Alguien se ha percatado como al final del video hay un morito de mierda que se lleva un bolso femenino?


----------



## Teniente_Dan (24 May 2022)

Tudela macho,

Lo que eran los pueblos y en lo que los han convertido.


----------



## Roberto Malone (24 May 2022)

¿Minuto y resultado?.

KALERGI RULES!.


----------



## Manoliko (24 May 2022)

Los panchitos al menos pelean con honor ¿Os fijáis lo mariconas, cobardes y traicioneros que son los moros? En superioridad numérica, contra un panchito que es físicamente más pequeño que ellos y esperan a que la chica le agarre y trate de llevárselo para lanzarse todos contra él.

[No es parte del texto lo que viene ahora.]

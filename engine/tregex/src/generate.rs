//! Random generation of terms that satisfy a pattern.
//!
//! The walk mirrors matching: the pattern-level cases live here, constructor
//! layers go through [`GenerateLayer`]. Randomness comes from three places,
//! all caller-controlled: the random source itself, registered samplers for
//! `Any` and opaque wildcards, and the collection length range in
//! [`GenerateConfig`].
//!
//! # Termination
//!
//! Generation never returns a term the pattern rejects. When a branch fails
//! (an `Empty` leaf, a missing sampler, the depth limit) the nearest choice
//! retries its other alternatives, and the nearest collection retries its
//! other candidates or falls back to no elements. Only when every option is
//! exhausted does the error reach the caller.
//!
//! Retrying is bounded by [`GenerateConfig::max_attempts`]: every constructor
//! layer entered counts as one attempt, and running out aborts the whole
//! search instead of being retried. A pattern whose every branch recurses
//! would otherwise cost time exponential in `max_depth` before failing.

use std::any::{type_name, Any, TypeId};
use std::ops::RangeInclusive;

use rand::seq::SliceRandom;
use rand::{Rng, RngCore};
use rustc_hash::FxHashMap;
use smallvec::SmallVec;

use crate::dispatch::GenerateLayer;
use crate::env::Env;
use crate::pattern::{Name, Node, Pattern};
use crate::shape::{Payload, Sort};
use crate::stack::ensure_sufficient_stack;

/// Why no term could be generated.
#[derive(Clone, Debug, PartialEq, Eq, thiserror::Error)]
pub enum GenerateError {
    /// Reached a pattern that admits no terms.
    #[error("pattern admits no terms")]
    Empty,
    /// `Any` or a wildcard needs a sampler that was never registered.
    #[error("no sampler registered for `{type_name}`")]
    NoSampler { type_name: &'static str },
    /// The term grew deeper than [`GenerateConfig::max_depth`].
    #[error("generation exceeded the maximum depth of {max_depth}")]
    DepthExceeded { max_depth: usize },
    /// Every alternative of a choice failed.
    #[error("all {tried} alternatives failed to generate")]
    Exhausted { tried: usize },
    /// The run entered [`GenerateConfig::max_attempts`] constructor layers
    /// without producing a term.
    #[error("gave up after {max_attempts} constructor attempts")]
    OutOfAttempts { max_attempts: usize },
}

impl GenerateError {
    /// Whether the failure ends the run rather than just the current branch.
    pub(crate) fn is_fatal(&self) -> bool {
        matches!(self, GenerateError::OutOfAttempts { .. })
    }
}

/// Generation limits.
#[derive(Clone, Debug, PartialEq, Eq)]
pub struct GenerateConfig {
    /// Maximum number of nested constructor layers.
    pub max_depth: usize,
    /// Lengths sampled for `RecMany` collections.
    pub lengths: RangeInclusive<usize>,
    /// Constructor layers one run may enter, counting abandoned branches.
    pub max_attempts: usize,
}

impl Default for GenerateConfig {
    fn default() -> Self {
        GenerateConfig {
            max_depth: 32,
            lengths: 0..=2,
            max_attempts: 100_000,
        }
    }
}

impl GenerateConfig {
    #[must_use]
    pub fn with_max_depth(mut self, max_depth: usize) -> Self {
        self.max_depth = max_depth;
        self
    }

    #[must_use]
    pub fn with_lengths(mut self, lengths: RangeInclusive<usize>) -> Self {
        self.lengths = lengths;
        self
    }

    #[must_use]
    pub fn with_max_attempts(mut self, max_attempts: usize) -> Self {
        self.max_attempts = max_attempts;
        self
    }
}

type SampleFn = Box<dyn Fn(&mut dyn RngCore) -> Box<dyn Any> + Send + Sync>;

/// Where a sampled value is used; a type can be both a sort and a payload.
#[derive(Clone, Copy, Debug, PartialEq, Eq, Hash)]
pub(crate) enum SampleKind {
    /// Whole terms, for `Any`.
    Sort,
    /// Payloads, for wildcards at opaque positions.
    Opaque,
}

/// Samplers keyed by the type they produce and the position they fill.
#[derive(Default)]
struct Samplers {
    by_type: FxHashMap<(TypeId, SampleKind), SampleFn>,
}

impl Samplers {
    fn register<T: 'static>(
        &mut self,
        kind: SampleKind,
        sampler: impl Fn(&mut dyn RngCore) -> T + Send + Sync + 'static,
    ) {
        let erased: SampleFn =
            Box::new(move |rng: &mut dyn RngCore| -> Box<dyn Any> { Box::new(sampler(rng)) });
        self.by_type.insert((TypeId::of::<T>(), kind), erased);
    }

    fn sample<T: 'static>(&self, kind: SampleKind, rng: &mut dyn RngCore) -> Result<T, GenerateError> {
        let missing = || GenerateError::NoSampler {
            type_name: type_name::<T>(),
        };
        let sampler = self
            .by_type
            .get(&(TypeId::of::<T>(), kind))
            .ok_or_else(missing)?;
        sampler(rng)
            .downcast::<T>()
            .map(|value| *value)
            .map_err(|_| missing())
    }
}

/// Produces random terms satisfying patterns.
///
/// Owns the random source; concurrent generation needs one generator per
/// thread.
pub struct Generator<R> {
    rng: R,
    samplers: Samplers,
    config: GenerateConfig,
    depth: usize,
    attempts: usize,
}

impl<R: RngCore> Generator<R> {
    pub fn new(rng: R) -> Self {
        Generator {
            rng,
            samplers: Samplers::default(),
            config: GenerateConfig::default(),
            depth: 0,
            attempts: 0,
        }
    }

    #[must_use]
    pub fn with_config(mut self, config: GenerateConfig) -> Self {
        self.config = config;
        self
    }

    /// Sampler used when `Any` is reached at sort `S`.
    #[must_use]
    pub fn with_sort_sampler<S: Sort>(
        mut self,
        sampler: impl Fn(&mut dyn RngCore) -> S + Send + Sync + 'static,
    ) -> Self {
        self.samplers.register(SampleKind::Sort, sampler);
        self
    }

    /// Sampler used for wildcards at `Opaque<T>` positions.
    #[must_use]
    pub fn with_opaque_sampler<T: Payload>(
        mut self,
        sampler: impl Fn(&mut dyn RngCore) -> T + Send + Sync + 'static,
    ) -> Self {
        self.samplers.register(SampleKind::Opaque, sampler);
        self
    }

    pub fn config(&self) -> &GenerateConfig {
        &self.config
    }

    /// Generate a term matched by `pattern`.
    pub fn generate<S: Sort, N: Name>(&mut self, pattern: &Pattern<S, N>) -> Result<S, GenerateError> {
        tracing::debug!(sort = type_name::<S>(), "generating term");
        self.depth = 0;
        self.attempts = 0;
        let generated = self.generate_in(pattern, &Env::default());
        match &generated {
            Ok(_) => tracing::debug!(sort = type_name::<S>(), "generated term"),
            Err(err) => tracing::debug!(sort = type_name::<S>(), %err, "generation failed"),
        }
        generated
    }

    pub(crate) fn generate_in<'p, S: Sort, N: Name>(
        &mut self,
        pattern: &'p Pattern<S, N>,
        env: &Env<'p>,
    ) -> Result<S, GenerateError> {
        ensure_sufficient_stack(|| match pattern.node() {
            Node::Empty => Err(GenerateError::Empty),
            Node::Any => self.sample::<S>(SampleKind::Sort),
            Node::Inject(layer) => self.descend(|generator| {
                <S::Shape as GenerateLayer>::generate_layer::<N, R>(layer, &env.guarded(), generator)
                    .map(S::build)
            }),
            Node::Choice(..) => self.generate_choice(pattern, env),
            Node::Capture(_, inner) => self.generate_in(inner, env),
            Node::Hole(hole) => {
                let (filled, outer) = env.resolve::<S, N>(*hole);
                self.generate_in(filled, &outer)
            }
            Node::Concat { hole, body, fill } => self.generate_in(body, &env.bind(*hole, &**fill)),
            Node::Iter { hole, body } => self.generate_in(body, &env.bind(*hole, pattern)),
        })
    }

    /// Try the non-empty alternatives in random order until one succeeds.
    fn generate_choice<'p, S: Sort, N: Name>(
        &mut self,
        pattern: &'p Pattern<S, N>,
        env: &Env<'p>,
    ) -> Result<S, GenerateError> {
        let mut alternatives: SmallVec<[&'p Pattern<S, N>; 4]> = SmallVec::new();
        pattern.alternatives(&mut alternatives);
        if alternatives.is_empty() {
            return Err(GenerateError::Empty);
        }
        alternatives.shuffle(&mut self.rng);

        let tried = alternatives.len();
        for (attempt, alternative) in alternatives.into_iter().enumerate() {
            match self.generate_in(alternative, env) {
                Ok(term) => return Ok(term),
                Err(err) if err.is_fatal() => return Err(err),
                Err(err) => tracing::trace!(attempt, %err, "alternative failed, trying the next"),
            }
        }
        Err(GenerateError::Exhausted { tried })
    }

    /// Run `f` one constructor layer deeper.
    fn descend<T>(
        &mut self,
        f: impl FnOnce(&mut Self) -> Result<T, GenerateError>,
    ) -> Result<T, GenerateError> {
        if self.attempts >= self.config.max_attempts {
            return Err(GenerateError::OutOfAttempts {
                max_attempts: self.config.max_attempts,
            });
        }
        self.attempts += 1;
        if self.depth >= self.config.max_depth {
            return Err(GenerateError::DepthExceeded {
                max_depth: self.config.max_depth,
            });
        }
        self.depth += 1;
        let result = f(self);
        self.depth -= 1;
        result
    }

    pub(crate) fn sample<T: 'static>(&mut self, kind: SampleKind) -> Result<T, GenerateError> {
        self.samplers.sample::<T>(kind, &mut self.rng)
    }

    pub(crate) fn sample_length(&mut self) -> usize {
        let lengths = self.config.lengths.clone();
        if lengths.is_empty() {
            return 0;
        }
        self.rng.gen_range(lengths)
    }

    pub(crate) fn rng(&mut self) -> &mut R {
        &mut self.rng
    }
}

Evitando siempre el uno contra uno y el cara a cara. Atacando siempre por la espalda y con superioridad numérica. Y eso que le sacan todos una cabeza. Golpeando no para defenderse sino para hacer daño, y solo cuando ven la ocasión muy clara.

Repugnante.


----------



## ENRABATOR (24 May 2022)

Manoliko dijo:


> Los panchitos al menos pelean con honor ¿Os fijáis lo mariconas, cobardes y traicioneros que son los moros? En superioridad numérica, contra un panchito que es físicamente más pequeño que ellos y esperan a que la chica le agarre y trate de llevárselo para lanzarse todos contra él.
> 
> Repugnante.



Los españoles de hace siglos lo sabian, decian que el moro es taimado pero los votontos de hoy lo han olvidado


----------



## Pagaaloslistoscontudinero (24 May 2022)

Muy inteligente meterse en esas peleas, de auténticos premios Nobel.


----------



## casaire (24 May 2022)

ANS² dijo:


> ¿pero qué clase de basura viene a este país?



Pues futuros votantes rojos... Inmigrantes cantera del psyco Sanchez. .


----------



## CocoVin (24 May 2022)

Y después el jovenzuelo blanco autóctono votara progresismo.


----------



## Espeluznao (24 May 2022)

Elvensen dijo:


> Y en los momentos finales, como se lleva de puñetazos el tio de verde que antes estaba repartiendo bien.



El de verde no ha conectado un solo golpe. Estaba espantando moscas.


----------



## circodelia2 (24 May 2022)

Pues parece que a la subnormal también le zurran. 
....


----------



## Kovaliov (24 May 2022)

Manteka dijo:


> El de verde empieza a recibir por culpa de la gorda que lo intenta sacar de ahí cuando estaba en su salsa dándole a varios



El de verde es el puto amo. Le mete a cuatro o cinco hasta que la tía le impide defenderse


----------



## dcuartero (24 May 2022)

Si tengo que elegir prefiero a mis hermanos cobrisos antes que a los de los desiertos cercanos....


----------



## Thomas Robert Malthus (24 May 2022)

tan españoles como abascal


----------



## audienorris1899 (24 May 2022)

Vaya cate le mete el de negro a la pava ésa en todo el careto.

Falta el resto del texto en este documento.